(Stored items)
=== Section Start ===
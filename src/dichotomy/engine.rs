use async_trait::async_trait;
use serde::{Deserialize, Serialize};
use validator::Validate;

use super::{DichotomyState, EvaluationOutcome, FailureReason, InterruptSignal, Phase};
use crate::telemetry::BusinessLog;

/// Default cap on bracketing evaluations
pub const DEFAULT_MAX_BRACKET_STEPS: u32 = 16;

/// Evaluates one candidate transfer value and classifies the result
#[async_trait]
pub trait ProbeEvaluator: Send + Sync {
    async fn evaluate(&self, probe: f64) -> EvaluationOutcome;
}

/// Search parameters of one run. Exactly one of `seed_index` and `bracket`
/// must be set.
#[derive(Debug, Clone, PartialEq, Serialize, Deserialize, Validate)]
pub struct DichotomyParameters {
    pub seed_index: Option<f64>,
    pub bracket: Option<[f64; 2]>,
    /// Stop once `high - low <= precision` (MW)
    #[validate(range(exclusive_min = 0.0))]
    pub precision: f64,
    /// Floor for downward bracketing (MW)
    #[serde(default)]
    pub min_value: f64,
    /// Ceiling for upward bracketing (MW)
    pub max_value: f64,
    /// First bracketing step, doubled after every same-side probe (MW)
    #[validate(range(exclusive_min = 0.0))]
    pub step_hint: f64,
    #[serde(default = "default_max_bracket_steps")]
    #[validate(range(min = 1))]
    pub max_bracket_steps: u32,
}

fn default_max_bracket_steps() -> u32 {
    DEFAULT_MAX_BRACKET_STEPS
}

impl DichotomyParameters {
    pub fn from_seed(seed_index: f64, step_hint: f64, precision: f64, max_value: f64) -> Self {
        Self {
            seed_index: Some(seed_index),
            bracket: None,
            precision,
            min_value: 0.0,
            max_value,
            step_hint,
            max_bracket_steps: DEFAULT_MAX_BRACKET_STEPS,
        }
    }

    pub fn from_bracket(low: f64, high: f64, precision: f64) -> Self {
        Self {
            seed_index: None,
            bracket: Some([low, high]),
            precision,
            min_value: low,
            max_value: high,
            step_hint: precision,
            max_bracket_steps: DEFAULT_MAX_BRACKET_STEPS,
        }
    }

    /// Field ranges plus the cross-field rules validator cannot express
    pub fn check(&self) -> Result<(), String> {
        self.validate().map_err(|errors| errors.to_string())?;

        let values = [self.precision, self.min_value, self.max_value, self.step_hint];
        if values.iter().any(|v| !v.is_finite()) {
            return Err("all limits must be finite".to_string());
        }
        if self.min_value >= self.max_value {
            return Err(format!(
                "min value {} must be below max value {}",
                self.min_value, self.max_value
            ));
        }

        match (self.seed_index, self.bracket) {
            (Some(seed), None) if seed.is_finite() => Ok(()),
            (Some(seed), None) => Err(format!("seed index is not finite: {seed}")),
            (None, Some([low, high])) => {
                if !low.is_finite() || !high.is_finite() || low >= high {
                    Err(format!("bracket [{low}, {high}] must be finite and ordered"))
                } else {
                    Ok(())
                }
            }
            _ => Err("exactly one of seed index or bracket must be set".to_string()),
        }
    }
}

#[derive(Debug, Clone, Copy, PartialEq, Eq)]
enum Direction {
    Up,
    Down,
}

/// Bisection search for the maximum secure transfer value.
///
/// Runs are strictly sequential: each probe depends on the previous
/// outcome. The interrupt signal is polled before every probe.
pub struct DichotomyEngine<E> {
    evaluator: E,
    params: DichotomyParameters,
    log: BusinessLog,
}

impl<E: ProbeEvaluator> DichotomyEngine<E> {
    pub fn new(evaluator: E, params: DichotomyParameters) -> Self {
        Self {
            evaluator,
            params,
            log: BusinessLog::detached(),
        }
    }

    pub fn with_business_log(mut self, log: BusinessLog) -> Self {
        self.log = log;
        self
    }

    pub async fn run(&self, interrupt: &dyn InterruptSignal) -> DichotomyState {
        let mut state = DichotomyState::new(self.params.precision);

        if let Err(detail) = self.params.check() {
            self.log.error(format_args!("invalid dichotomy parameters: {detail}"));
            state.fail(FailureReason::InvalidConfiguration(detail));
            return state;
        }

        match (self.params.seed_index, self.params.bracket) {
            (Some(seed), None) => self.bracket_from_seed(seed, &mut state, interrupt).await,
            (None, Some([low, high])) => self.check_bracket(low, high, &mut state, interrupt).await,
            _ => state.fail(FailureReason::InvalidConfiguration(
                "exactly one of seed index or bracket must be set".to_string(),
            )),
        }

        if !state.is_done() {
            self.refine(&mut state, interrupt).await;
        }
        state.finish();

        self.log.info(format_args!(
            "dichotomy done after {} evaluations: secure={:?} ceiling={:?}",
            state.history().len(),
            state.low(),
            state.high().map(|h| h.probe())
        ));
        state
    }

    async fn next_outcome(&self, probe: f64, interrupt: &dyn InterruptSignal) -> EvaluationOutcome {
        if interrupt.is_interrupted() {
            self.log.warn(format_args!("interrupted before probing {probe:.1}MW"));
            return EvaluationOutcome::Interrupted { probe };
        }
        let outcome = self.evaluator.evaluate(probe).await;
        self.log.info(&outcome);
        outcome
    }

    async fn bracket_from_seed(
        &self,
        seed: f64,
        state: &mut DichotomyState,
        interrupt: &dyn InterruptSignal,
    ) {
        let seed = seed.clamp(self.params.min_value, self.params.max_value);
        let outcome = self.next_outcome(seed, interrupt).await;
        state.record(outcome.clone());
        state.enter(Phase::Bracketing);

        if outcome.is_secure() {
            if seed >= self.params.max_value {
                state.finish();
                return;
            }
            self.grow(seed, Direction::Up, state, interrupt).await;
        } else if outcome.is_ceiling() {
            if seed <= self.params.min_value {
                state.finish();
                return;
            }
            self.grow(seed, Direction::Down, state, interrupt).await;
        }
    }

    /// Move away from `from` with a doubling step until the classification
    /// flips, a limit is hit or the step cap is exhausted.
    async fn grow(
        &self,
        from: f64,
        direction: Direction,
        state: &mut DichotomyState,
        interrupt: &dyn InterruptSignal,
    ) {
        let mut last = from;
        let mut step = self.params.step_hint;

        for _ in 0..self.params.max_bracket_steps {
            let next = match direction {
                Direction::Up => (last + step).min(self.params.max_value),
                Direction::Down => (last - step).max(self.params.min_value),
            };

            let outcome = self.next_outcome(next, interrupt).await;
            state.record(outcome.clone());
            if outcome.is_fatal() {
                return;
            }

            match direction {
                Direction::Up if outcome.is_secure() => {
                    if next >= self.params.max_value {
                        state.finish();
                        return;
                    }
                }
                Direction::Down if outcome.is_ceiling() => {
                    if next <= self.params.min_value {
                        state.finish();
                        return;
                    }
                }
                _ => {
                    state.enter(Phase::Refining);
                    return;
                }
            }

            last = next;
            step *= 2.0;
        }

        self.log.warn(format_args!(
            "no opposite classification after {} bracketing steps",
            self.params.max_bracket_steps
        ));
        state.fail(FailureReason::BracketGrowthExhausted);
    }

    async fn check_bracket(
        &self,
        low: f64,
        high: f64,
        state: &mut DichotomyState,
        interrupt: &dyn InterruptSignal,
    ) {
        state.enter(Phase::Bracketing);

        let mut ends = Vec::with_capacity(2);
        for probe in [low, high] {
            let outcome = self.next_outcome(probe, interrupt).await;
            state.record_only(outcome.clone());
            if outcome.is_fatal() {
                state.apply(outcome);
                return;
            }
            ends.push(outcome);
        }

        let high_outcome = ends.pop();
        let low_outcome = ends.pop();
        match (low_outcome, high_outcome) {
            (Some(low_outcome), Some(high_outcome))
                if low_outcome.is_secure() && high_outcome.is_ceiling() =>
            {
                state.apply(low_outcome);
                state.apply(high_outcome);
                state.enter(Phase::Refining);
            }
            _ => {
                self.log.error(format_args!(
                    "bracket [{low:.1}, {high:.1}] does not separate secure from unsecure"
                ));
                state.fail(FailureReason::InvalidBracket);
            }
        }
    }

    async fn refine(&self, state: &mut DichotomyState, interrupt: &dyn InterruptSignal) {
        state.enter(Phase::Refining);

        while !state.is_done() && !state.is_converged() {
            let (Some(low), Some(high)) = (state.low(), state.high().map(|h| h.probe())) else {
                break;
            };
            let probe = 0.5 * (low + high);
            // Bounds are adjacent floats: no probe can tighten them further
            if probe <= low || probe >= high {
                self.log.warn(format_args!(
                    "bracket [{low}, {high}] cannot be split below precision {}",
                    self.params.precision
                ));
                break;
            }
            let outcome = self.next_outcome(probe, interrupt).await;
            state.record(outcome);
        }
    }
}

#[async_trait]
impl<T: ProbeEvaluator + ?Sized> ProbeEvaluator for std::sync::Arc<T> {
    async fn evaluate(&self, probe: f64) -> EvaluationOutcome {
        (**self).evaluate(probe).await
    }
}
=== Section End ===
◆ About this task:
The exercise is to copy out every line above that has the word "enter" in it.

◆ Response:
        state.enter(Phase::Bracketing);
                    state.enter(Phase::Refining);
        state.enter(Phase::Bracketing);
                state.enter(Phase::Refining);
        state.enter(Phase::Refining);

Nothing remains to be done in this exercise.